Um dos motivos é o aumento no número de casos da gripe A, causada pelo vírus H1N1. A campanha vai até 20 de maio. Em Belém, cada posto de saúde recebeu 1 mil doses para iniciar a imunização. Com 60 anos, o soldador Walmir Barbosa entrou no grupo de risco por causa da idade e foi garantir a sua vacinação na Unidade de Saúde da Sacramenta.
MOVIMENTO
“Foi tranquilo e com bom atendimento. Quando soube que teria a campanha, vim logo no primeiro dia”, afirmou. Na unidade da Providência havia um grande número de idosos. Um deles foi a pensionista Maria Lima, 80, que participa da campanha há 10 anos. “É muito importante a gente se prevenir como pode. Quando venho ao posto de saúde, aproveito para fazer outras coisas, como tirar a pressão arterial”. Na unidade da Providência, foram recebidas cerca de 100 pessoas, de 8h às 10h, em 2 salas de vacinação, Apedar da movimentação, o atendimento estava sendo considerado tranquilo. Já no posto da Sacramenta, a demanda era ainda maior.
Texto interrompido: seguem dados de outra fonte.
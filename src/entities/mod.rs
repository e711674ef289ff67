// Catalog
pub mod product;
pub mod warehouse;

// Shared stock state
pub mod audit_ledger;
pub mod stock_level;

// Movement documents
pub mod delivery_order;
pub mod delivery_order_item;
pub mod document_status;
pub mod internal_transfer;
pub mod internal_transfer_item;
pub mod receipt;
pub mod receipt_item;
pub mod stock_adjustment;
pub mod stock_adjustment_item;

pub use audit_ledger::{Entity as AuditLedger, TransactionType};
pub use delivery_order::Entity as DeliveryOrder;
pub use delivery_order_item::Entity as DeliveryOrderItem;
pub use document_status::{DeliveryStatus, DocumentStatus};
pub use internal_transfer::Entity as InternalTransfer;
pub use internal_transfer_item::Entity as InternalTransferItem;
pub use product::Entity as Product;
pub use receipt::Entity as Receipt;
pub use receipt_item::Entity as ReceiptItem;
pub use stock_adjustment::Entity as StockAdjustment;
pub use stock_adjustment_item::Entity as StockAdjustmentItem;
pub use stock_level::Entity as StockLevel;
pub use warehouse::Entity as Warehouse;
Com 3 salas de vacinação, em menos de 3h já tinham sido aplicadas 500 doses.
VÍRUS
A vacina previne contra os 3 tipos de vírus de gripe que mais circulam (H1N1, H3N2 e influenza B).
PÚBLICO-ALVO
Tem prioridade na vacinação o grupo formado por gestantes, crianças com idade entre 6 meses e menores de 5 anos, puérperas (mulheres que tiveram filho recentemente), trabalhadores de saúde, pessoas com mais de 60 anos, povos indígenas, portadores de doenças crônicas não transmissíveis, adolescentes e jovens de 12 a 21 anos que cumprem medidas socioeducativas e detentos, além de funcionários do sistema penitenciário.
CUIDADOS
Segundo o Portal do Ministério da Saúde, pessoas com alergia ao ovo não devem receber a vacina. Quem está com imunodepressão, natural ou medicamentosa, deve receber orientações do médico.